【发布时间】:2019-04-06 09:50:37
【问题描述】:
我有如下输入数据-
Customer_ID,General,General
Channel,Nominal,Character
WeekDateSunday,Discrete,Numeric
RevenueWeekN01,Continuous,Numeric
RevenueWeekN02,Continuous,Numeric
RevenueWeekN03,Continuous,Numeric
RevenueWeekN04,Continuous,Numeric
RevenueWeekN05,Continuous,Numeric
RevenueWeekN06,Continuous,Numeric
RevenueWeekN07,Continuous,Numeric
RevenueWeekN08,Continuous,Numeric
我需要如下输出数据,只需添加一列(此列是基于第3列的structField):
Customer_ID,General,General, StructFieldType
Channel,Nominal,Character, StructField(Channel,StringType(), True)
WeekDateSunday,Discrete,Numeric, StructField(WeekDateSunday,DoubleType(), True)
RevenueWeekN01,Continuous,Numeric, StructField(RevenueWeekN01,DoubleType(), True)
RevenueWeekN02,Continuous,Numeric, StructField(RevenueWeekN02,DoubleType(), True)
RevenueWeekN03,Continuous,Numeric, StructField(RevenueWeekN03,DoubleType(), True)
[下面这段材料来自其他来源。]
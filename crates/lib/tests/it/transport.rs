//! End-to-end tests for the memory and TCP transports.

use std::{sync::Arc, time::Duration};

use serde_json::json;
use sharedstate::{
    Mirror, Registry,
    constants::MAX_FRAME_BYTES,
    path::Path,
    protocol::Request,
    transport::{
        ClientTransport,
        memory::MemoryTransport,
        tcp::{TcpClient, TcpServer},
    },
};
use tokio::{
    io::{AsyncBufReadExt, AsyncWriteExt, BufReader},
    net::TcpStream,
};

use crate::helpers::wait_until;

async fn start_server(registry: &Registry) -> (TcpServer, String) {
    let mut server = TcpServer::new(registry.clone());
    server.start("127.0.0.1:0").await.unwrap();
    let address = server.address().unwrap();
    (server, address)
}

#[tokio::test]
async fn test_memory_updates_reach_other_clients() {
    let registry = Registry::default();
    let writer = MemoryTransport::connect(&registry);
    let watcher = MemoryTransport::connect(&registry);
    let mut updates = watcher.subscribe_updates();

    writer.connect_object("/foo", true).await.unwrap();
    watcher.connect_object("/foo", true).await.unwrap();
    writer
        .write_object("/foo", Path::new("a"), json!(1))
        .await
        .unwrap();

    let update = updates.recv().await.unwrap();
    assert_eq!(update.name, "/foo");
    assert_eq!(update.data, json!({ "a": 1 }));
    assert_eq!(update.origin.as_ref(), Some(writer.connection_id()));
}

#[tokio::test]
async fn test_memory_requests_answered_in_order() {
    let registry = Registry::default();
    let client = Arc::new(MemoryTransport::connect(&registry));
    client.connect_object("/foo", true).await.unwrap();

    let mut handles = Vec::new();
    for i in 0..20 {
        let client = client.clone();
        handles.push(tokio::spawn(async move {
            client
                .request(Request::write("/foo", format!("k{i}"), json!(i)))
                .await
        }));
    }
    for handle in handles {
        handle.await.unwrap().unwrap().into_result().unwrap();
    }
    let root = registry.get("/foo").unwrap().read_root().unwrap();
    assert_eq!(root.as_object().unwrap().len(), 20);
}

#[tokio::test]
async fn test_memory_drop_departs() {
    let registry = Registry::default();
    let client = MemoryTransport::connect(&registry);
    client.connect_object("/foo", true).await.unwrap();
    assert_eq!(registry.object_count(), 1);

    drop(client);
    wait_until(|| registry.connection_count() == 0).await;
    assert_eq!(registry.object_count(), 0);
}

#[tokio::test]
async fn test_tcp_scenario() {
    let registry = Registry::default();
    let (_server, address) = start_server(&registry).await;

    let a = TcpClient::connect(&address).await.unwrap();
    let b = TcpClient::connect(&address).await.unwrap();
    assert_eq!(a.transport_type(), "tcp");

    assert_eq!(a.connect_object("/foo", true).await.unwrap(), json!({}));
    assert_eq!(b.connect_object("/foo", true).await.unwrap(), json!({}));
    let object = registry.get("/foo").unwrap();
    assert_eq!(object.subscriber_count(), 2);

    a.disconnect();
    wait_until(|| object.subscriber_count() == 1).await;
    assert_eq!(registry.object_names(), vec!["/foo"]);

    b.disconnect();
    wait_until(|| registry.object_count() == 0).await;
    assert!(object.is_collected());
}

#[tokio::test]
async fn test_tcp_mirrors_converge() {
    let registry = Registry::default();
    let (_server, address) = start_server(&registry).await;

    let a = Mirror::new("/foo");
    let b = Mirror::new("/foo");
    a.connect(Arc::new(TcpClient::connect(&address).await.unwrap()))
        .await
        .unwrap();
    b.connect(Arc::new(TcpClient::connect(&address).await.unwrap()))
        .await
        .unwrap();

    let acked = a.set("foo.bar.baz", json!("w00t!")).await.unwrap();
    wait_until(|| b.data() == acked).await;

    let err = b.set("foo.bar.baz.qux", json!(1)).await.unwrap_err();
    assert!(err.is_invalid_path());
    assert_eq!(err.to_string(), "Invalid property: 'foo.bar.baz.qux'");
    assert_eq!(b.data(), acked);
    assert_eq!(a.data(), acked);
}

#[tokio::test]
async fn test_tcp_missing_object_error() {
    let registry = Registry::default();
    let (_server, address) = start_server(&registry).await;
    let client = TcpClient::connect(&address).await.unwrap();

    let err = client.connect_object("bar", false).await.unwrap_err();
    assert!(err.is_not_found());
    assert_eq!(err.to_string(), "No such object: 'bar'");
}

#[tokio::test]
async fn test_tcp_abrupt_disconnect_departs() {
    let registry = Registry::default();
    let (_server, address) = start_server(&registry).await;

    let mut stream = TcpStream::connect(&address).await.unwrap();
    stream
        .write_all(b"{\"id\":1,\"request\":{\"connect\":{\"name\":\"/foo\",\"create_if_missing\":true}}}\n")
        .await
        .unwrap();
    let (read_half, write_half) = stream.into_split();
    let mut lines = BufReader::new(read_half).lines();
    let line = lines.next_line().await.unwrap().unwrap();
    let frame: serde_json::Value = serde_json::from_str(&line).unwrap();
    assert_eq!(frame, json!({ "type": "response", "id": 1, "response": { "data": {} } }));
    assert_eq!(registry.object_count(), 1);

    drop(lines);
    drop(write_half);
    wait_until(|| registry.connection_count() == 0).await;
    assert_eq!(registry.object_count(), 0);
}

#[tokio::test]
async fn test_tcp_malformed_frame_is_skipped() {
    let registry = Registry::default();
    let (_server, address) = start_server(&registry).await;

    let mut stream = TcpStream::connect(&address).await.unwrap();
    stream.write_all(b"this is not json\n").await.unwrap();
    stream
        .write_all(b"{\"id\":2,\"request\":{\"connect\":{\"name\":\"/foo\",\"create_if_missing\":true}}}\n")
        .await
        .unwrap();

    let mut lines = BufReader::new(stream).lines();
    let line = tokio::time::timeout(Duration::from_secs(2), lines.next_line())
        .await
        .unwrap()
        .unwrap()
        .unwrap();
    assert!(line.contains("\"id\":2"));
}

#[tokio::test]
async fn test_tcp_oversize_frame_closes_connection() {
    let registry = Registry::default();
    let (_server, address) = start_server(&registry).await;

    let stream = TcpStream::connect(&address).await.unwrap();
    let (read_half, mut write_half) = stream.into_split();
    write_half
        .write_all(b"{\"id\":1,\"request\":{\"connect\":{\"name\":\"/foo\",\"create_if_missing\":true}}}\n")
        .await
        .unwrap();
    let mut lines = BufReader::new(read_half).lines();
    let line = tokio::time::timeout(Duration::from_secs(2), lines.next_line())
        .await
        .unwrap()
        .unwrap()
        .unwrap();
    assert!(line.contains("\"id\":1"));
    assert_eq!(registry.connection_count(), 1);

    // No newline: the server must give up without waiting for the end of the line.
    let oversize = vec![b'x'; MAX_FRAME_BYTES + 1];
    let _ = write_half.write_all(&oversize).await;

    wait_until(|| registry.connection_count() == 0).await;
    assert_eq!(registry.object_count(), 0);

    let closed = tokio::time::timeout(Duration::from_secs(2), lines.next_line())
        .await
        .unwrap();
    assert!(!matches!(closed, Ok(Some(_))));
}

#[tokio::test]
async fn test_tcp_stopped_server_refuses() {
    let registry = Registry::default();
    let (mut server, address) = start_server(&registry).await;
    server.stop().unwrap();

    // The accept loop exits asynchronously; poll until connecting fails.
    let mut refused = false;
    for _ in 0..100 {
        if TcpClient::connect(&address).await.is_err() {
            refused = true;
            break;
        }
        tokio::time::sleep(Duration::from_millis(10)).await;
    }
    assert!(refused);
}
RevenueWeekN04,Continuous,Numeric, StructField(RevenueWeekN04,DoubleType(), True)
RevenueWeekN05,Continuous,Numeric, StructField(RevenueWeekN05,DoubleType(), True)
RevenueWeekN06,Continuous,Numeric, StructField(RevenueWeekN06,DoubleType(), True)
RevenueWeekN07,Continuous,Numeric StructField(RevenueWeekN06,DoubleType(), True)
RevenueWeekN08,Continuous,Numeric StructField(RevenueWeekN06,DoubleType(), True)
以下是我用过的代码,对吗?
data_type.withColumn('structformat',when(col("Description") == 'Numeric', StructField(col("Field_Name"),DoubleType(), True)).otherwise(StructField(col("Field_Name"),StringType(), True)).show()
执行时报错-
AssertionError: field name should be string
【问题讨论】:
-
我想您写的是正确的,请详细说明您的问题并具体说明。
-
当我执行上面的代码时,它在下面抛出,我应该在 withColumn 方法中包含一些东西。 AssertionError: 字段名应该是字符串@Sundeep
标签: apache-spark dataframe pyspark schema